Many modifications and other embodiments of the inventions set forth herein will come to mind to one skilled in the art having the benefit of the teachings presented in the foregoing descriptions and the associated drawings. Therefore, it is to be understood that the present disclosure is not to be limited to the specific embodiments disclosed and that modifications and other embodiments are intended to be included within the scope of the appended claims.
Moreover, although the foregoing descriptions and the associated drawings describe example embodiments in the context of certain example combinations of elements and/or functions, it should be appreciated that different combinations of elements and/or functions may be provided by alternative embodiments without departing from the scope of the appended claims. In this regard, for example, different combinations of elements and/or functions than those explicitly described above are also contemplated as may be set forth in some of the appended claims. Although specific terms are employed herein, they are used in a generic and descriptive sense only and not for purposes of limitation.
Although a few variations have been described in detail above, other modifications or additions are possible. In particular, further features and/or variations may be provided in addition to those set forth herein. Moreover, the implementations described above may be directed to various combinations and sub-combinations of the disclosed features and/or combinations and sub-combinations of several further features disclosed above. Other embodiments may be within the scope of the following claims.
If desired, the different functions discussed herein may be performed in a different order and/or concurrently with each other. Furthermore, if desired, one or more of the above-described functions may be optional or may be combined. Although various aspects of some of the embodiments are set out in the independent claims, other aspects of some of the embodiments comprise other combinations of features from the described embodiments and/or the dependent claims with the features of the independent claims, and not solely the combinations explicitly set out in the claims. It is also noted herein that while the above describes example embodiments, these descriptions should not be viewed in a limiting sense. Rather, there are several variations and modifications that may be made without departing from the scope of some of the embodiments as defined in the appended claims. Other embodiments may be within the scope of the following claims. The term “based on” includes “based on at least.” The use of the phase “such as” means “such as for example” unless otherwise indicated.

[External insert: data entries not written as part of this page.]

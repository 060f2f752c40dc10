//! Turkish regional format validators
//!
//! Identity numbers, tax IDs, mobile phone numbers, IBANs and vehicle
//! plates. All of them validate `str`; the IBAN and plate checks upper-case
//! their input first so lowercase entry is accepted.

pub mod iban;
pub mod national_id;
pub mod phone;
pub mod plate;
pub mod tax_id;

pub use iban::{TrIban, tr_iban};
pub use national_id::{NationalId, national_id, national_id_checksum};
pub use phone::{TrPhone, tr_phone};
pub use plate::{Plate, plate};
pub use tax_id::{TaxId, tax_id};
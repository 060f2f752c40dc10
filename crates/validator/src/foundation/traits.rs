//! Core traits for the validation system
//!
//! This module defines the fundamental traits that all validators implement.

use std::borrow::Borrow;

use crate::foundation::ValidationError;
use crate::foundation::validatable::AsValidatable;

// ============================================================================
// CORE VALIDATOR TRAIT
// ============================================================================

/// The core trait that all validators implement.
///
/// Validators are generic over their input type and return
/// `Result<(), ValidationError>`. Validators hold no per-call state, so a
/// single instance can be shared across threads and reused for every call.
///
/// # Examples
///
/// ```
/// use formkit_validator::foundation::{Validate, ValidationError};
///
/// struct TenDigits;
///
/// impl Validate for TenDigits {
///     type Input = str;
///
///     fn validate(&self, input: &Self::Input) -> Result<(), ValidationError> {
///         if input.len() == 10 && input.bytes().all(|b| b.is_ascii_digit()) {
///             Ok(())
///         } else {
///             Err(ValidationError::new("ten_digits", "Must be 10 digits"))
///         }
///     }
/// }
///
/// assert!(TenDigits.validate("1234567890").is_ok());
/// assert!(TenDigits.validate("12345").is_err());
/// ```
pub trait Validate {
    /// The type of input being validated.
    ///
    /// Use `?Sized` to allow validation of unsized types like `str` and `[T]`.
    type Input: ?Sized;

    /// Validates the input value.
    fn validate(&self, input: &Self::Input) -> Result<(), ValidationError>;

    /// Validates any type that can be converted to `Self::Input`.
    ///
    /// This is how typed validators accept raw `serde_json::Value` input:
    /// the conversion itself may fail with a `type_mismatch` error, which is
    /// returned before the validator runs.
    ///
    /// # Examples
    ///
    /// ```
    /// use formkit_validator::foundation::Validate;
    /// use formkit_validator::validators::TaxId;
    /// use serde_json::json;
    ///
    /// assert!(TaxId.validate_any(&json!("1234567890")).is_ok());
    /// assert!(TaxId.validate_any(&json!(1234567890)).is_err());
    /// ```
    fn validate_any<S>(&self, value: &S) -> Result<(), ValidationError>
    where
        Self: Sized,
        S: AsValidatable<Self::Input> + ?Sized,
        for<'a> <S as AsValidatable<Self::Input>>::Output<'a>: Borrow<Self::Input>,
    {
        let output = value.as_validatable()?;
        self.validate(output.borrow())
    }
}

// ============================================================================
// VALIDATOR EXTENSION TRAIT
// ============================================================================

/// Extension trait providing combinator methods for validators.
///
/// Automatically implemented for every [`Validate`] type.
///
/// # Examples
///
/// ```
/// use formkit_validator::prelude::*;
///
/// let username = min_length(3).and(max_length(20));
/// assert!(username.validate("alice").is_ok());
/// assert!(username.validate("al").is_err());
/// ```
pub trait ValidateExt: Validate + Sized {
    /// Combines two validators with logical AND.
    ///
    /// Short-circuits on the first failure, so only the first failing
    /// validator's error is returned.
    fn and<V>(self, other: V) -> And<Self, V>
    where
        V: Validate<Input = Self::Input>,
    {
        And::new(self, other)
    }

    /// Makes a validator accept `Option<T>`; `None` passes.
    fn optional(self) -> Optional<Self> {
        Optional::new(self)
    }

    /// Replaces the failure message.
    ///
    /// # Examples
    ///
    /// ```
    /// use formkit_validator::prelude::*;
    ///
    /// let v = min_length(8).with_message("Password is too short");
    /// assert_eq!(v.validate("abc").unwrap_err().message, "Password is too short");
    /// ```
    fn with_message(self, message: impl Into<String>) -> WithMessage<Self> {
        WithMessage::new(self, message)
    }

    /// Runs `transform` on the input and validates the transformed value
    /// instead. The transform maps the input type onto its owned form,
    /// e.g. `&str -> String`.
    ///
    /// # Examples
    ///
    /// ```
    /// use formkit_validator::prelude::*;
    ///
    /// let upper = matches_regex("^[A-Z]+$").unwrap().preprocess(|s: &str| s.to_uppercase());
    /// assert!(upper.validate("abc").is_ok());
    /// ```
    fn preprocess<F>(self, transform: F) -> Preprocess<Self, F>
    where
        Self::Input: ToOwned,
        F: Fn(&Self::Input) -> <Self::Input as ToOwned>::Owned,
    {
        Preprocess::new(self, transform)
    }
}

impl<T: Validate> ValidateExt for T {}

pub use crate::combinators::and::And;
pub use crate::combinators::message::WithMessage;
pub use crate::combinators::optional::Optional;
pub use crate::combinators::preprocess::Preprocess;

It should therefore again be emphasized that the various embodiments described herein are presented by way of illustrative example only and should not be construed as limiting the scope of the claims. For example, alternative embodiments can utilize different communication system configurations, user equipment configurations, base station configurations, identity request processes, messaging protocols and message formats than those described above in the context of the illustrative embodiments. These and numerous other alternative embodiments within the scope of the appended claims will be readily apparent to those skilled in the art.
Claims
1. A method for adaptive filtering with an adaptive filter, the method comprising:
- receiving an audio signal based on, at least in part, near-end signals and reproduced far-end signals, wherein the far-end signals are reproduced by one or more loudspeakers;
- obtaining a first set of one or more subband sequences based on the far-end signals;
- obtaining a second set of one or more subband sequences based on the near-end signals;
- applying a first subband filter comprising a set of coefficients to a respective subband of the first set of one or more subband sequences to produce one or more filtered far-end subband sequences with a reduced time correlation; and
- processing the one or more filtered far-end subband sequences using a second subband filter to predict the second set of one or more subband sequences, wherein the second subband filter comprises the adaptive filter.

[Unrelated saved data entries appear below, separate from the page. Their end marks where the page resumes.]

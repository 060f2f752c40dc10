//! Equality against a value supplied at validation time.
//!
//! Password confirmation compares against whatever the other field holds
//! *now*, not when the schema was built. [`Equals`] therefore stores a
//! provider closure and calls it on every validation.

use std::fmt;

use serde_json::Value;

use crate::foundation::{Validate, ValidationError};

/// Validates that the input equals the value returned by a provider.
///
/// # Examples
///
/// ```
/// use std::sync::{Arc, RwLock};
/// use formkit_validator::validators::Equals;
/// use formkit_validator::foundation::Validate;
/// use serde_json::{json, Value};
///
/// let password = Arc::new(RwLock::new(json!("Secret1!")));
/// let source = Arc::clone(&password);
/// let confirm = Equals::new(
///     move || source.read().map(|v| v.clone()).unwrap_or(Value::Null),
///     "Passwords do not match",
/// );
///
/// assert!(confirm.validate(&json!("Secret1!")).is_ok());
/// *password.write().unwrap() = json!("Changed2?");
/// assert!(confirm.validate(&json!("Secret1!")).is_err());
/// ```
#[derive(Clone)]
pub struct Equals<P> {
    provider: P,
    message: String,
}

impl<P> Equals<P>
where
    P: Fn() -> Value,
{
    /// Creates a validator comparing against `provider()` on each call.
    pub fn new(provider: P, message: impl Into<String>) -> Self {
        Self {
            provider,
            message: message.into(),
        }
    }
}

impl<P> fmt::Debug for Equals<P> {
    fn fmt(&self, f: &mut fmt::Formatter<'_>) -> fmt::Result {
        f.debug_struct("Equals")
            .field("provider", &"<function>")
            .field("message", &self.message)
            .finish()
    }
}

impl<P> Validate for Equals<P>
where
    P: Fn() -> Value,
{
    type Input = Value;

    fn validate(&self, input: &Value) -> Result<(), ValidationError> {
        if *input == (self.provider)() {
            Ok(())
        } else {
            Err(ValidationError::new("mismatch", self.message.clone()))
        }
    }
}

/// Creates an [`Equals`] validator against a fixed value.
pub fn equals_value(
    expected: Value,
    message: impl Into<String>,
) -> Equals<impl Fn() -> Value + Clone + Send + Sync + 'static> {
    Equals::new(move || expected.clone(), message)
}

#[cfg(test)]
mod tests {
    use super::*;
    use serde_json::json;
    use std::sync::atomic::{AtomicU64, Ordering};
    use std::sync::Arc;

    #[test]
    fn fixed_value() {
        let validator = equals_value(json!("abc"), "Must match");
        assert!(validator.validate(&json!("abc")).is_ok());
        let err = validator.validate(&json!("abd")).unwrap_err();
        assert_eq!(err.code, "mismatch");
        assert_eq!(err.message, "Must match");
    }

    #[test]
    fn provider_is_read_per_call() {
        let counter = Arc::new(AtomicU64::new(0));
        let source = Arc::clone(&counter);
        let validator = Equals::new(move || json!(source.load(Ordering::SeqCst)), "stale");

        assert!(validator.validate(&json!(0)).is_ok());
        counter.store(7, Ordering::SeqCst);
        assert!(validator.validate(&json!(0)).is_err());
        assert!(validator.validate(&json!(7)).is_ok());
    }
}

2. A method as claimed in claim 1, wherein the coefficients of the first subband filter associated with a first subband of the first set of one or more subband sequences are different than the coefficients of the first subband filter associated with a second subband of the first set of one or more subb and sequences.

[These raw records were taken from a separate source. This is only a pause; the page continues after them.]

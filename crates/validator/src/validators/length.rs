//! String length validators
//!
//! Length is measured in Unicode scalar values (chars), never bytes, so
//! `"çağrı"` has length 5.

use crate::foundation::{Validate, ValidationError};

#[inline]
fn char_len(input: &str) -> usize {
    input.chars().count()
}

// ============================================================================
// MIN LENGTH
// ============================================================================

crate::validator! {
    /// Validates that a string has at least `min` characters.
    #[derive(Copy, PartialEq, Eq, Hash)]
    pub MinLength { min: usize } for str;
    rule(self, input) { char_len(input) >= self.min }
    error(self, input) { ValidationError::min_length(self.min, char_len(input)) }
    fn min_length(min: usize);
}

// ============================================================================
// MAX LENGTH
// ============================================================================

crate::validator! {
    /// Validates that a string has at most `max` characters.
    #[derive(Copy, PartialEq, Eq, Hash)]
    pub MaxLength { max: usize } for str;
    rule(self, input) { char_len(input) <= self.max }
    error(self, input) { ValidationError::max_length(self.max, char_len(input)) }
    fn max_length(max: usize);
}

// ============================================================================
// LENGTH RANGE
// ============================================================================

/// Validates that a string length is within `min..=max`.
///
/// Reports the same errors as [`MinLength`] and [`MaxLength`], checked in
/// that order. With `min > max` no input can pass.
///
/// # Examples
///
/// ```
/// use formkit_validator::validators::length_range;
/// use formkit_validator::foundation::Validate;
///
/// let validator = length_range(2, 4);
/// assert!(validator.validate("abc").is_ok());
/// assert_eq!(validator.validate("a").unwrap_err().code, "min_length");
/// assert_eq!(validator.validate("abcde").unwrap_err().code, "max_length");
/// ```
#[derive(Debug, Clone, Copy, PartialEq, Eq, Hash)]
pub struct LengthRange {
    /// Minimum length (inclusive).
    pub min: usize,
    /// Maximum length (inclusive).
    pub max: usize,
}

impl LengthRange {
    /// Creates a new length range validator.
    #[must_use]
    pub fn new(min: usize, max: usize) -> Self {
        Self { min, max }
    }
}

impl Validate for LengthRange {
    type Input = str;

    fn validate(&self, input: &Self::Input) -> Result<(), ValidationError> {
        let len = char_len(input);
        if len < self.min {
            return Err(ValidationError::min_length(self.min, len));
        }
        if len > self.max {
            return Err(ValidationError::max_length(self.max, len));
        }
        Ok(())
    }
}

/// Creates a length range validator.
#[must_use]
pub fn length_range(min: usize, max: usize) -> LengthRange {
    LengthRange::new(min, max)
}
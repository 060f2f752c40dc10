//! Ready-made schemas for regional formats
//!
//! The free functions use the default [`MessageCatalog`]. Build a
//! [`Presets`] with a custom catalog to change the messages:
//!
//! ```
//! use formkit_validator::config::MessageCatalog;
//! use formkit_validator::schema::Presets;
//! use serde_json::json;
//!
//! let catalog = MessageCatalog {
//!     phone: "Geçersiz telefon numarası".into(),
//!     ..MessageCatalog::default()
//! };
//! let presets = Presets::new(catalog);
//! let err = presets.phone_number().validate(&json!("123")).unwrap_err();
//! assert_eq!(err.message, "Geçersiz telefon numarası");
//! ```

use chrono::Utc;

use crate::combinators::refine;
use crate::config::MessageCatalog;
use crate::foundation::ValidateExt;
use crate::schema::Schema;
use crate::validators::{
    Clock, DateString, HasDigit, HasLowercase, HasSpecial, HasUppercase, MIN_PASSWORD_LENGTH,
    MinLength, NationalId, Percentage, Plate, RelativeDate, TaxId, TrIban, TrPhone,
    has_cent_precision,
};

/// Builds preset schemas with messages from a catalog.
#[derive(Debug, Clone)]
pub struct Presets {
    catalog: MessageCatalog,
    clock: Clock,
}

impl Default for Presets {
    fn default() -> Self {
        Self::new(MessageCatalog::default())
    }
}

impl Presets {
    #[must_use]
    pub fn new(catalog: MessageCatalog) -> Self {
        Self {
            catalog,
            clock: Utc::now,
        }
    }

    /// Reads "now" for [`future_date`](Self::future_date) and
    /// [`past_date`](Self::past_date) from `clock`.
    #[must_use = "builder methods must be chained or built"]
    pub fn with_clock(mut self, clock: Clock) -> Self {
        self.clock = clock;
        self
    }

    pub fn catalog(&self) -> &MessageCatalog {
        &self.catalog
    }

    fn string(&self) -> Schema {
        Schema::string().required_message(self.catalog.required.clone())
    }

    fn number(&self) -> Schema {
        Schema::number().required_message(self.catalog.required.clone())
    }

    /// 11-digit national identity number with checksum.
    #[must_use]
    pub fn national_id(&self) -> Schema {
        self.string()
            .refine(NationalId.with_message(self.catalog.national_id.clone()))
    }

    /// Mobile number: optional `+90` or `0`, then `5` and nine digits.
    #[must_use]
    pub fn phone_number(&self) -> Schema {
        self.string()
            .refine(TrPhone.with_message(self.catalog.phone.clone()))
    }

    /// `TR` and 24 digits; parsed values are upper-cased.
    #[must_use]
    pub fn iban(&self) -> Schema {
        self.string()
            .preprocess_str(TrIban::normalize)
            .refine(TrIban.with_message(self.catalog.iban.clone()))
    }

    #[must_use]
    pub fn tax_id(&self) -> Schema {
        self.string()
            .refine(TaxId.with_message(self.catalog.tax_id.clone()))
    }

    /// Vehicle plate; parsed values are upper-cased.
    #[must_use]
    pub fn plate(&self) -> Schema {
        self.string()
            .preprocess_str(str::to_uppercase)
            .refine(Plate.with_message(self.catalog.plate.clone()))
    }

    /// Non-negative amount with at most two decimal places.
    #[must_use]
    pub fn currency(&self) -> Schema {
        self.number()
            .refine(refine(
                |v: &f64| *v >= 0.0,
                "negative_amount",
                self.catalog.currency_negative.clone(),
            ))
            .refine(refine(
                |v: &f64| has_cent_precision(*v),
                "currency_precision",
                self.catalog.currency_precision.clone(),
            ))
    }

    /// Number in `[0, 100]`.
    #[must_use]
    pub fn percentage(&self) -> Schema {
        self.number()
            .refine(Percentage.with_message(self.catalog.percentage.clone()))
    }

    /// Five separate checks: length, uppercase, lowercase, digit, special.
    #[must_use]
    pub fn strong_password(&self) -> Schema {
        let c = &self.catalog;
        self.string()
            .refine(MinLength::new(MIN_PASSWORD_LENGTH).with_message(c.password_min_length.clone()))
            .refine(HasUppercase.with_message(c.password_uppercase.clone()))
            .refine(HasLowercase.with_message(c.password_lowercase.clone()))
            .refine(HasDigit.with_message(c.password_digit.clone()))
            .refine(HasSpecial.with_message(c.password_special.clone()))
    }

    /// `YYYY-MM-DD` pattern, no calendar check.
    #[must_use]
    pub fn date_string(&self) -> Schema {
        self.string()
            .refine(DateString.with_message(self.catalog.date_string.clone()))
    }

    /// A date strictly after now. The result depends on when it is called.
    #[must_use]
    pub fn future_date(&self) -> Schema {
        Schema::date()
            .required_message(self.catalog.required.clone())
            .message(self.catalog.invalid_date.clone())
            .refine(
                RelativeDate::future()
                    .with_clock(self.clock)
                    .with_message(self.catalog.future_date.clone()),
            )
    }

    /// A date strictly before now. The result depends on when it is called.
    #[must_use]
    pub fn past_date(&self) -> Schema {
        Schema::date()
            .required_message(self.catalog.required.clone())
            .message(self.catalog.invalid_date.clone())
            .refine(
                RelativeDate::past()
                    .with_clock(self.clock)
                    .with_message(self.catalog.past_date.clone()),
            )
    }
}

// ============================================================================
// DEFAULT-CATALOG SHORTHANDS
// ============================================================================

#[must_use]
pub fn national_id() -> Schema {
    Presets::default().national_id()
}

#[must_use]
pub fn phone_number() -> Schema {
    Presets::default().phone_number()
}

#[must_use]
pub fn iban() -> Schema {
    Presets::default().iban()
}

#[must_use]
pub fn tax_id() -> Schema {
    Presets::default().tax_id()
}

#[must_use]
pub fn plate() -> Schema {
    Presets::default().plate()
}

#[must_use]
pub fn currency() -> Schema {
    Presets::default().currency()
}

#[must_use]
pub fn percentage() -> Schema {
    Presets::default().percentage()
}

#[must_use]
pub fn strong_password() -> Schema {
    Presets::default().strong_password()
}

#[must_use]
pub fn date_string() -> Schema {
    Presets::default().date_string()
}

#[must_use]
pub fn future_date() -> Schema {
    Presets::default().future_date()
}

#[must_use]
pub fn past_date() -> Schema {
    Presets::default().past_date()
}

#[cfg(test)]
mod tests {
    use super::*;
    use chrono::{DateTime, TimeZone};
    use serde_json::{Value, json};

    fn fixed_now() -> DateTime<Utc> {
        Utc.with_ymd_and_hms(2025, 1, 15, 9, 30, 0).unwrap()
    }

    fn message(schema: &Schema, value: Value) -> Option<String> {
        schema.validate(&value).err().map(|e| e.message.into_owned())
    }

    #[test]
    fn catalog_messages_reach_errors() {
        assert_eq!(
            message(&national_id(), json!("12345678951")).as_deref(),
            Some("Invalid national ID number")
        );
        assert_eq!(message(&tax_id(), json!("1")).as_deref(), Some("Tax ID must be exactly 10 digits"));
    }

    #[test]
    fn required_uses_catalog() {
        let presets = Presets::new(MessageCatalog {
            required: "Bu alan zorunludur".into(),
            ..MessageCatalog::default()
        });
        assert_eq!(message(&presets.iban(), Value::Null).as_deref(), Some("Bu alan zorunludur"));
    }

    #[test]
    fn currency_sign_before_precision() {
        let schema = currency();
        assert_eq!(message(&schema, json!(-1.234)).as_deref(), Some("Amount cannot be negative"));
        assert_eq!(
            message(&schema, json!(1.234)).as_deref(),
            Some("Amount can have at most 2 decimal places")
        );
        assert_eq!(message(&schema, json!(1.23)), None);
    }

    #[test]
    fn password_checks_are_ordered() {
        let schema = strong_password();
        assert_eq!(
            message(&schema, json!("short")).as_deref(),
            Some("Password must be at least 8 characters")
        );
        assert_eq!(
            message(&schema, json!("alllowercase1!")).as_deref(),
            Some("Password must contain an uppercase letter")
        );
        assert_eq!(message(&schema, json!("Passw0rd!")), None);
    }

    #[test]
    fn relative_dates_with_fixed_clock() {
        let presets = Presets::default().with_clock(fixed_now);
        assert_eq!(message(&presets.future_date(), json!("2025-01-16")), None);
        assert_eq!(
            message(&presets.future_date(), json!("2025-01-15")).as_deref(),
            Some("Date must be in the future")
        );
        assert_eq!(message(&presets.past_date(), json!("2025-01-15")), None);
        assert_eq!(
            message(&presets.past_date(), json!("not a date")).as_deref(),
            Some("Invalid date")
        );
    }

    #[test]
    fn plate_parses_upper_case() {
        assert_eq!(plate().parse(&json!("34abc123")).unwrap(), json!("34ABC123"));
    }
}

3. A method as claimed in claim 1, wherein the first subband filter comprises an infinite impulse response whitening filter.
4. A method as claimed in claim 1, wherein the first and second sets of one or more subband sequences are obtained from the far-end signals and the near-end signals, respectively, using a Short-Time Fourier Transform.
5. A method as claimed in claim 1, wherein the coefficients of the first subband filter depend on an oversampling factor.
6. A method as claimed in claim 1, wherein the second subband filter is configured to implement a Normalized Least Mean Square algorithm.
7. A method as claimed in claim 1, wherein applying the first subband filter comprising the set of coefficients to the respective subband of the first set of one or more subband sequences to produce one or more filtered far-end subband sequences further comprises:
- calculating a systematic correlation for the respective subband that would occur in an instance that the one or more far-end subband sequences have a specified correlation function;
- calculating a set of coefficients of the first subband filter that would reduce the systematic correlation for the respective subband of the first set of one or more subband sequences; and
- applying the set of coefficients of the first subband filter to respective subbands of the first set of one or more subband sequences to produce the one or more filtered far-end subband sequences.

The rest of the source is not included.